MEMBER: American Association of Physical Anthropologists, Society for American Archaeology, American Society of Mammalogists, Society of Vertebrate Paleontologists, American Association for the Advancement of Science (fellow, 2001), U.S. Dressage Federation, American Horse Shows Association, Maryland Dressage Association, Smith College Alumni Association, Smith College Club.

AWARDS, HONORS: Rhone-Poulenc science book award, for The Wisdom of the Bones: In Search of Human Origins; Phi Beta Kappa science book prize and Los Angeles Times science book prize finalist, both for Taking Wing: Archaeopteryx and the Evolution of Flight.

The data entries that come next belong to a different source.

use tracing_subscriber::EnvFilter;

/// Level used when neither `RUST_LOG` nor `--log-level` is given.
pub fn default_level(show_progress: bool) -> &'static str {
    // Info lines would tear through the progress bar.
    if show_progress { "warn" } else { "info" }
}

/// Initialize structured logging on stderr.
///
/// Uses the `RUST_LOG` env var if set, otherwise falls back to the provided level.
pub fn init(log_level: &str) {
    let env_filter =
        EnvFilter::try_from_default_env().unwrap_or_else(|_| EnvFilter::new(log_level));

    tracing_subscriber::fmt()
        .with_env_filter(env_filter)
        .with_target(false)
        .with_writer(std::io::stderr)
        .init();
}
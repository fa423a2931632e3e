//! Interface de terminal do enhance-flow: barra de progresso e resumo colorido.
//!
//! Usa as crates `indicatif` para a barra de progresso e `console` para
//! estilização com cores. O [`BatchProgress`] acompanha visualmente
//! a execução de um lote no terminal.

use std::time::Duration;

use console::Style;
use indicatif::{ProgressBar, ProgressStyle};

use crate::aggregate::{BatchResult, ItemResult};
use crate::dispatcher::ProgressReporter;
use crate::state_machine::WorkflowState;

/// Barra de progresso do lote: um passo por item terminado.
pub struct BatchProgress {
    // Barra de progresso do indicatif.
    pb: ProgressBar,
    // Estilo verde para itens concluídos.
    green: Style,
    // Estilo vermelho para itens com falha.
    red: Style,
}

impl BatchProgress {
    /// Cria a barra (ainda sem total; definido em `batch_started`).
    pub fn new() -> Self {
        let pb = ProgressBar::new(0);
        let style = ProgressStyle::default_bar()
            .template("{spinner:.cyan} [{elapsed_precise}] {bar:40.cyan/blue} {pos}/{len} {msg}")
            .unwrap_or_else(|_| ProgressStyle::default_bar())
            .progress_chars("=> ");
        pb.set_style(style);
        pb.enable_steady_tick(Duration::from_millis(100));

        Self {
            pb,
            green: Style::new().green().bold(),
            red: Style::new().red().bold(),
        }
    }
}

impl Default for BatchProgress {
    fn default() -> Self {
        Self::new()
    }
}

impl ProgressReporter for BatchProgress {
    fn batch_started(&self, total: usize) {
        self.pb.set_length(total as u64);
        self.pb.set_message("processing images");
    }

    fn item_finished(&self, result: &ItemResult) {
        let mark = if result.is_success() {
            self.green.apply_to("✓")
        } else {
            self.red.apply_to("✗")
        };
        self.pb.set_message(format!("{mark} {}", result.source.file_name()));
        self.pb.inc(1);
    }

    fn batch_finished(&self, _batch: &BatchResult) {
        self.pb.finish_and_clear();
    }
}

/// Imprime o resumo do lote: contagens, tempos e o detalhe de cada falha.
pub fn print_summary(batch: &BatchResult) {
    let green = Style::new().green().bold();
    let red = Style::new().red().bold();
    let dim = Style::new().dim();

    let header_style = if batch.is_success() { &green } else { &red };
    println!();
    println!("{}", header_style.apply_to("─── Batch Summary ───"));
    println!("  Total images:     {}", batch.total);
    println!("  Successful:       {}", green.apply_to(batch.succeeded));
    println!("  Failed:           {}", red.apply_to(batch.failed));
    println!("  Total time:       {:.2}s", batch.wall_time.as_secs_f64());
    println!(
        "  Average per item: {:.2}s",
        batch.average_item_time.as_secs_f64()
    );

    for result in batch.items.iter().filter(|r| r.is_success()) {
        println!(
            "  {} {} → {}",
            green.apply_to("✓"),
            result.source,
            result.destination
        );
        if let Some(err) = &result.cleanup_error {
            println!("      {}", dim.apply_to(format!("cleanup: {err}")));
        }
    }

    for result in batch.failures() {
        let detail = result
            .failure
            .as_ref()
            .map(ToString::to_string)
            .unwrap_or_else(|| "unknown failure".to_string());
        println!(
            "  {} {} ({})",
            red.apply_to("✗"),
            result.source,
            dim.apply_to(result.item_id)
        );
        println!("      {detail}");
        if let Some(err) = &result.cleanup_error {
            println!("      {}", dim.apply_to(format!("cleanup: {err}")));
        }
    }
}

/// Imprime o estado recuperado de cada workflow com journal.
pub fn print_status(states: &[WorkflowState]) {
    if states.is_empty() {
        println!("No journaled items.");
        return;
    }

    let green = Style::new().green().bold();
    let red = Style::new().red().bold();
    let yellow = Style::new().yellow();

    for wf in states {
        let state = match &wf.result {
            Some(result) if result.is_success() => green.apply_to(wf.state.to_string()),
            Some(_) => red.apply_to(wf.state.to_string()),
            None => yellow.apply_to(format!("{} (attempt {})", wf.state, wf.attempt)),
        };
        println!("  {}  {} → {}  {state}", wf.item.id, wf.item.source, wf.item.destination);
        if let Some(failure) = wf.failure() {
            println!("      {failure}");
        }
    }
}
//! In-memory collaborators with failure scripting and call counters.

use std::collections::{HashMap, VecDeque};
use std::path::{Path, PathBuf};
use std::sync::Mutex;
use std::sync::atomic::{AtomicUsize, Ordering};
use std::time::Duration;

use async_trait::async_trait;

use crate::error::CollaboratorError;
use crate::state_machine::ItemId;
use crate::storage::{ArtifactSlot, Location, Scratch, Storage};
use crate::transform::Transformer;

#[derive(Default)]
struct StorageInner {
    objects: HashMap<Location, (Vec<u8>, Option<String>)>,
    read_failures: HashMap<Location, VecDeque<CollaboratorError>>,
    write_failures: HashMap<Location, VecDeque<CollaboratorError>>,
    reads: HashMap<Location, usize>,
    writes: HashMap<Location, usize>,
}

#[derive(Default)]
pub struct MemoryStorage {
    inner: Mutex<StorageInner>,
}

impl MemoryStorage {
    pub fn insert(&self, location: &Location, bytes: Vec<u8>) {
        let mut inner = self.inner.lock().unwrap();
        inner.objects.insert(location.clone(), (bytes, None));
    }

    pub fn get(&self, location: &Location) -> Option<Vec<u8>> {
        let inner = self.inner.lock().unwrap();
        inner.objects.get(location).map(|(b, _)| b.clone())
    }

    pub fn content_type(&self, location: &Location) -> Option<String> {
        let inner = self.inner.lock().unwrap();
        inner.objects.get(location).and_then(|(_, ct)| ct.clone())
    }

    /// Fail the next `times` writes to `location` with `err`.
    pub fn fail_writes(&self, location: &Location, times: usize, err: CollaboratorError) {
        let mut inner = self.inner.lock().unwrap();
        let queue = inner.write_failures.entry(location.clone()).or_default();
        queue.extend(std::iter::repeat_n(err, times));
    }

    /// Fail the next `times` reads of `location` with `err`.
    pub fn fail_reads(&self, location: &Location, times: usize, err: CollaboratorError) {
        let mut inner = self.inner.lock().unwrap();
        let queue = inner.read_failures.entry(location.clone()).or_default();
        queue.extend(std::iter::repeat_n(err, times));
    }

    pub fn reads(&self, location: &Location) -> usize {
        let inner = self.inner.lock().unwrap();
        inner.reads.get(location).copied().unwrap_or(0)
    }

    pub fn writes(&self, location: &Location) -> usize {
        let inner = self.inner.lock().unwrap();
        inner.writes.get(location).copied().unwrap_or(0)
    }
}

#[async_trait]
impl Storage for MemoryStorage {
    async fn read(&self, location: &Location) -> Result<Vec<u8>, CollaboratorError> {
        let mut inner = self.inner.lock().unwrap();
        *inner.reads.entry(location.clone()).or_default() += 1;
        if let Some(err) = inner
            .read_failures
            .get_mut(location)
            .and_then(VecDeque::pop_front)
        {
            return Err(err);
        }
        inner
            .objects
            .get(location)
            .map(|(b, _)| b.clone())
            .ok_or_else(|| CollaboratorError::not_found(format!("{location} does not exist")))
    }

    async fn write(
        &self,
        location: &Location,
        bytes: Vec<u8>,
        content_type: &str,
    ) -> Result<(), CollaboratorError> {
        let mut inner = self.inner.lock().unwrap();
        *inner.writes.entry(location.clone()).or_default() += 1;
        if let Some(err) = inner
            .write_failures
            .get_mut(location)
            .and_then(VecDeque::pop_front)
        {
            return Err(err);
        }
        inner
            .objects
            .insert(location.clone(), (bytes, Some(content_type.to_string())));
        Ok(())
    }
}

/// Prefixes its input with `enhanced:`; failures are scripted per input.
#[derive(Default)]
pub struct ScriptedTransformer {
    latency: Duration,
    failures: Mutex<HashMap<Vec<u8>, (usize, CollaboratorError)>>,
    calls: AtomicUsize,
    directives: Mutex<Vec<String>>,
    in_flight: AtomicUsize,
    max_in_flight: AtomicUsize,
}

impl ScriptedTransformer {
    pub fn with_latency(mut self, latency: Duration) -> Self {
        self.latency = latency;
        self
    }

    /// Fail the first `times` calls whose input equals `input`.
    pub fn fail_times(self, input: &[u8], times: usize, err: CollaboratorError) -> Self {
        self.failures
            .lock()
            .unwrap()
            .insert(input.to_vec(), (times, err));
        self
    }

    pub fn fail_always(self, input: &[u8], err: CollaboratorError) -> Self {
        self.fail_times(input, usize::MAX, err)
    }

    pub fn calls(&self) -> usize {
        self.calls.load(Ordering::SeqCst)
    }

    /// Directives received, in call order.
    pub fn directives(&self) -> Vec<String> {
        self.directives.lock().unwrap().clone()
    }

    pub fn max_in_flight(&self) -> usize {
        self.max_in_flight.load(Ordering::SeqCst)
    }
}

#[async_trait]
impl Transformer for ScriptedTransformer {
    async fn transform(
        &self,
        input: Vec<u8>,
        directive: &str,
    ) -> Result<Vec<u8>, CollaboratorError> {
        self.calls.fetch_add(1, Ordering::SeqCst);
        self.directives.lock().unwrap().push(directive.to_string());
        let now = self.in_flight.fetch_add(1, Ordering::SeqCst) + 1;
        self.max_in_flight.fetch_max(now, Ordering::SeqCst);

        if !self.latency.is_zero() {
            tokio::time::sleep(self.latency).await;
        }

        let scripted = {
            let mut failures = self.failures.lock().unwrap();
            match failures.get_mut(&input) {
                Some((remaining, err)) if *remaining > 0 => {
                    *remaining = remaining.saturating_sub(1);
                    Some(err.clone())
                }
                _ => None,
            }
        };
        self.in_flight.fetch_sub(1, Ordering::SeqCst);

        match scripted {
            Some(err) => Err(err),
            None => {
                let mut out = b"enhanced:".to_vec();
                out.extend_from_slice(&input);
                Ok(out)
            }
        }
    }
}

#[derive(Default)]
pub struct MemoryScratch {
    artifacts: Mutex<HashMap<PathBuf, Vec<u8>>>,
    releases: Mutex<HashMap<ItemId, usize>>,
    release_error: Option<CollaboratorError>,
}

impl MemoryScratch {
    pub fn failing_release(err: CollaboratorError) -> Self {
        Self {
            release_error: Some(err),
            ..Self::default()
        }
    }

    pub fn releases(&self, item: &ItemId) -> usize {
        self.releases.lock().unwrap().get(item).copied().unwrap_or(0)
    }

    pub fn is_empty(&self) -> bool {
        self.artifacts.lock().unwrap().is_empty()
    }

    /// Drop `artifact` without counting a release, as a wiped temp dir would.
    pub fn lose(&self, artifact: &Path) {
        self.artifacts.lock().unwrap().remove(artifact);
    }
}

#[async_trait]
impl Scratch for MemoryScratch {
    async fn park(
        &self,
        item: &ItemId,
        slot: ArtifactSlot,
        bytes: Vec<u8>,
    ) -> Result<PathBuf, CollaboratorError> {
        let path = PathBuf::from(format!("mem/{item}.{slot:?}"));
        self.artifacts.lock().unwrap().insert(path.clone(), bytes);
        Ok(path)
    }

    async fn load(&self, artifact: &Path) -> Result<Vec<u8>, CollaboratorError> {
        self.artifacts
            .lock()
            .unwrap()
            .get(artifact)
            .cloned()
            .ok_or_else(|| {
                CollaboratorError::not_found(format!("{} is missing", artifact.display()))
            })
    }

    async fn contains(&self, artifact: &Path) -> bool {
        self.artifacts.lock().unwrap().contains_key(artifact)
    }

    async fn release(&self, item: &ItemId) -> Result<(), CollaboratorError> {
        *self.releases.lock().unwrap().entry(*item).or_default() += 1;
        let prefix = format!("mem/{item}.");
        self.artifacts
            .lock()
            .unwrap()
            .retain(|path, _| !path.to_string_lossy().starts_with(&prefix));
        match &self.release_error {
            Some(err) => Err(err.clone()),
            None => Ok(()),
        }
    }
}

Life History of a Fossil, Harvard University Press (Cambridge, MA), 1981.

Reconstructing the Paleoecology and Taphonomic History of Ramapithecus Wickeri at Fort Ternan, Kenya, Museum of Anthropology, University of Missouri-Columbia (Columbia, MO), 1982.

(With husband, Alan Walker, and David Bichell) The Human Skeleton, Harvard University Press (Cambridge, MA), 1985.

(With Erik Trinkaus) The Neandertals: Changing the Image of Mankind, Knopf (New York, NY), 1993, published as The Neandertals: Of Skeletons, Scientists, and Scandal, Vintage Books (New York, NY), 1994.

The Evolution of Racism: Human Differences and the Abuse of Science, Simon & Schuster (New York, NY), 1994.

(With Alan Walker) The Wisdom of the Bones: In Search of Human Origins, Knopf (New York, NY), 1996.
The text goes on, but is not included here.